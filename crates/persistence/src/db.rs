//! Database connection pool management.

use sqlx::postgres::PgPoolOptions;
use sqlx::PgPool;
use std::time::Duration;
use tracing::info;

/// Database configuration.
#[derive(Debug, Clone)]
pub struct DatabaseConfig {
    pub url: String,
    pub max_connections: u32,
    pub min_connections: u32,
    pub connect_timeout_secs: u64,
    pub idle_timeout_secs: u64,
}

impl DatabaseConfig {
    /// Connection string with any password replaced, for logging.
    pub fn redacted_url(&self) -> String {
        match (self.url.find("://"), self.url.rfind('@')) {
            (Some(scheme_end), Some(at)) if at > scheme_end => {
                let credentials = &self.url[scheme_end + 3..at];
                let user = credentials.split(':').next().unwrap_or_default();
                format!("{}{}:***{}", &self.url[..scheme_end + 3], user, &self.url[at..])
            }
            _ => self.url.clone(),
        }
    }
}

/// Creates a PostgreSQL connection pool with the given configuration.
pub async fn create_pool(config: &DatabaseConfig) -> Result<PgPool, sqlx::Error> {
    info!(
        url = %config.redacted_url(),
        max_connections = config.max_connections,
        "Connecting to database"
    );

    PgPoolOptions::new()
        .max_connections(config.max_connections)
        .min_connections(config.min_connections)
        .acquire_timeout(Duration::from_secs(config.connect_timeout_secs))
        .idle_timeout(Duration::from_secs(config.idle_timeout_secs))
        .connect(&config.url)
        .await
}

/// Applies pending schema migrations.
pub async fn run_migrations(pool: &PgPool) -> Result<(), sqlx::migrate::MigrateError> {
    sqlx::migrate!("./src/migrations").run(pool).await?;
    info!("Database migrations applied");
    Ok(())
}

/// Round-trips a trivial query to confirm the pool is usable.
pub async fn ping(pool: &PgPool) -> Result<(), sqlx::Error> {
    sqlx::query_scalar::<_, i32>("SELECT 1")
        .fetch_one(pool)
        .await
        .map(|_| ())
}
...
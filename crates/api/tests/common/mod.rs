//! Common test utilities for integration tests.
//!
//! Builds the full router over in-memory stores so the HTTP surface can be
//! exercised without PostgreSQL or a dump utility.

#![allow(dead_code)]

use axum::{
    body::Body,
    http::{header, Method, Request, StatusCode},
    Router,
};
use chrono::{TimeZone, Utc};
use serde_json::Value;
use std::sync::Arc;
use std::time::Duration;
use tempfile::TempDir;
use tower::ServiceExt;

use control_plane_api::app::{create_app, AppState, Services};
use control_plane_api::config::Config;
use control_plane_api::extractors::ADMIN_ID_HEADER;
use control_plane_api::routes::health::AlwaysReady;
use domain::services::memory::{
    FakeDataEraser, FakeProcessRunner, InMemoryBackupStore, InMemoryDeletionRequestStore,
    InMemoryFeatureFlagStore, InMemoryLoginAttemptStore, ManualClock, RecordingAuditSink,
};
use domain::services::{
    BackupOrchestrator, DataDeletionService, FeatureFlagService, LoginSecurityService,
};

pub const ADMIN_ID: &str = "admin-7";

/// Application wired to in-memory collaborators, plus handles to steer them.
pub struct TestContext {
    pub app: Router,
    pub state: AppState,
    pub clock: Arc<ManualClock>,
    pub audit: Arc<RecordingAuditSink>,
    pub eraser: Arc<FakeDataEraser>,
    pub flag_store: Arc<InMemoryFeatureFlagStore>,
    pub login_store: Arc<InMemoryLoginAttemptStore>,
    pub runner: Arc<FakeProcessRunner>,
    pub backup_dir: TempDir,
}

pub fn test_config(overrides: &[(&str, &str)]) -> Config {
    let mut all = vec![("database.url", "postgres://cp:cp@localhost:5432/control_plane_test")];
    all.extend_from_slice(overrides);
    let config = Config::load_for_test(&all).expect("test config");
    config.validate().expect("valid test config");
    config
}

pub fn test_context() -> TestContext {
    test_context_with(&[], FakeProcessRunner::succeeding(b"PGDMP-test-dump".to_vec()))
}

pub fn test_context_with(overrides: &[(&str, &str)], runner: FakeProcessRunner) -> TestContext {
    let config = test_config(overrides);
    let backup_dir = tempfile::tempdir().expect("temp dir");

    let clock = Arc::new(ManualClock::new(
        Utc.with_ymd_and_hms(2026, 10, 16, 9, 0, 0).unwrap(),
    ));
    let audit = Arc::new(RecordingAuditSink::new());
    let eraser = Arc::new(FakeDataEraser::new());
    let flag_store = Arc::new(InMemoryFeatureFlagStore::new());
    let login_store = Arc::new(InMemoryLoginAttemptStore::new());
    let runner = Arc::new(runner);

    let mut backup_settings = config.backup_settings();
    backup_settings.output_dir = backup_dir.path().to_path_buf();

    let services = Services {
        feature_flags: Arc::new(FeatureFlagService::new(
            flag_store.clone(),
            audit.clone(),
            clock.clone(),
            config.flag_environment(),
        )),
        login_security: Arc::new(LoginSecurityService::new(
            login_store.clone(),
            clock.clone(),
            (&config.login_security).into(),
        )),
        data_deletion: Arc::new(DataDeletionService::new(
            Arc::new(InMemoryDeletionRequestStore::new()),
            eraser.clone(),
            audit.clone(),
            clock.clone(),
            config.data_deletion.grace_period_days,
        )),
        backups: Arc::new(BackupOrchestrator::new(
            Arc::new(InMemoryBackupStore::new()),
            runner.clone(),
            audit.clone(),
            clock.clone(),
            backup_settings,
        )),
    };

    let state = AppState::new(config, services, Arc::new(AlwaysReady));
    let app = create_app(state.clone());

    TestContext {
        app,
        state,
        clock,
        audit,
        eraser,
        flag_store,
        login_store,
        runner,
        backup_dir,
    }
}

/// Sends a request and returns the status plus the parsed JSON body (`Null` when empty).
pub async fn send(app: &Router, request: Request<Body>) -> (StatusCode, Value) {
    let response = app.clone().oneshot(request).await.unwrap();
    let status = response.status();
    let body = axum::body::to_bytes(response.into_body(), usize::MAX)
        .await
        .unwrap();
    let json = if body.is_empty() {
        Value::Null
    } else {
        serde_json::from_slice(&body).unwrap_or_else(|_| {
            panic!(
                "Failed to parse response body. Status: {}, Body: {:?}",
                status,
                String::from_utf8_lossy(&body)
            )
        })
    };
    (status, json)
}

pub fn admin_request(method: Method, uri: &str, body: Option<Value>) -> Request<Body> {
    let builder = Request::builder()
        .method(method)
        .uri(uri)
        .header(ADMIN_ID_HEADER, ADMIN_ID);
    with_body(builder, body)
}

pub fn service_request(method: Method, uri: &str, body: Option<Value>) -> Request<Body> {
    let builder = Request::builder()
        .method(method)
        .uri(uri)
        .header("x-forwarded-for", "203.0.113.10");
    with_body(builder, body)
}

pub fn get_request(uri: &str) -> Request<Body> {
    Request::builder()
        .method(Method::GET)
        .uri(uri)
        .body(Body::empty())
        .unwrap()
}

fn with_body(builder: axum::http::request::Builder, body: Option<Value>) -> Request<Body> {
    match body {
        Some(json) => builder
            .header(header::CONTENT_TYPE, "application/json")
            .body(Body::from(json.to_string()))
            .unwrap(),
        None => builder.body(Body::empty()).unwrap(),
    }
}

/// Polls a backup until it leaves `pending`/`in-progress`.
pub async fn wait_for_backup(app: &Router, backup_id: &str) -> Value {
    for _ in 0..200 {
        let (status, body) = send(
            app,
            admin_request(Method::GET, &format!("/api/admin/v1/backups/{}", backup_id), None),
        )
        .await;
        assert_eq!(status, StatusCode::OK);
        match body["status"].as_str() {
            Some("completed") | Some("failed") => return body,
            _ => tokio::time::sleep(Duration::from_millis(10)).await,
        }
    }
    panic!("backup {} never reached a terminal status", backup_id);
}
...
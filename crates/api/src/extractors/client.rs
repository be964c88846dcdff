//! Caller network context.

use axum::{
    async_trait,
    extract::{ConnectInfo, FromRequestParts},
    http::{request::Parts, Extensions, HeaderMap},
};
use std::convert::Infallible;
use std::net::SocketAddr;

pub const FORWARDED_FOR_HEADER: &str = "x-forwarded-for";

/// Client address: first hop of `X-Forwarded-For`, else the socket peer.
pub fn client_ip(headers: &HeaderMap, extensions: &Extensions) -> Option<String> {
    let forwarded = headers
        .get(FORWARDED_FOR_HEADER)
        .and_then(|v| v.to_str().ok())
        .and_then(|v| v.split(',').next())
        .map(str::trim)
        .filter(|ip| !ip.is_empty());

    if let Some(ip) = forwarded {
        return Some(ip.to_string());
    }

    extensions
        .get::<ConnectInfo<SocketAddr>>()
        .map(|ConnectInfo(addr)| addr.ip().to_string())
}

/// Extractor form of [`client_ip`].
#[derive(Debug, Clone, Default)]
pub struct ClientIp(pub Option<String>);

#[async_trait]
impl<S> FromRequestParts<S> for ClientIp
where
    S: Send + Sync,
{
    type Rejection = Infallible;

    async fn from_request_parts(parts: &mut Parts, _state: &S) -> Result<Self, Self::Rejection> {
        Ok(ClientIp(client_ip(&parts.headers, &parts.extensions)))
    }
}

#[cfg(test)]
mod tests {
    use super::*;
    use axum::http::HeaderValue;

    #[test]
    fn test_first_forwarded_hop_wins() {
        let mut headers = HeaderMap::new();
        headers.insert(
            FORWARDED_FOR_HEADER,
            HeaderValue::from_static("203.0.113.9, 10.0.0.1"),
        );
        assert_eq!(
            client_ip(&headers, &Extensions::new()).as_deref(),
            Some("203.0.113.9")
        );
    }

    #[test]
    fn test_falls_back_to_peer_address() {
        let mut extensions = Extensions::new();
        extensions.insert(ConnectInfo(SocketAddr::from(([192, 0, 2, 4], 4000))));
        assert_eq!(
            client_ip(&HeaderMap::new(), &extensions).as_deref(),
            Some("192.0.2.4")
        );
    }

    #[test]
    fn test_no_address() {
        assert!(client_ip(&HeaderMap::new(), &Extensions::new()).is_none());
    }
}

» ABOUT THIS EXERCISE
Whenever the string "credentials" occurs in a line of the entries above, copy that line.

» REPLY TO THE TASK
                let credentials = &self.url[scheme_end + 3..at];
                let user = credentials.split(':').next().unwrap_or_default();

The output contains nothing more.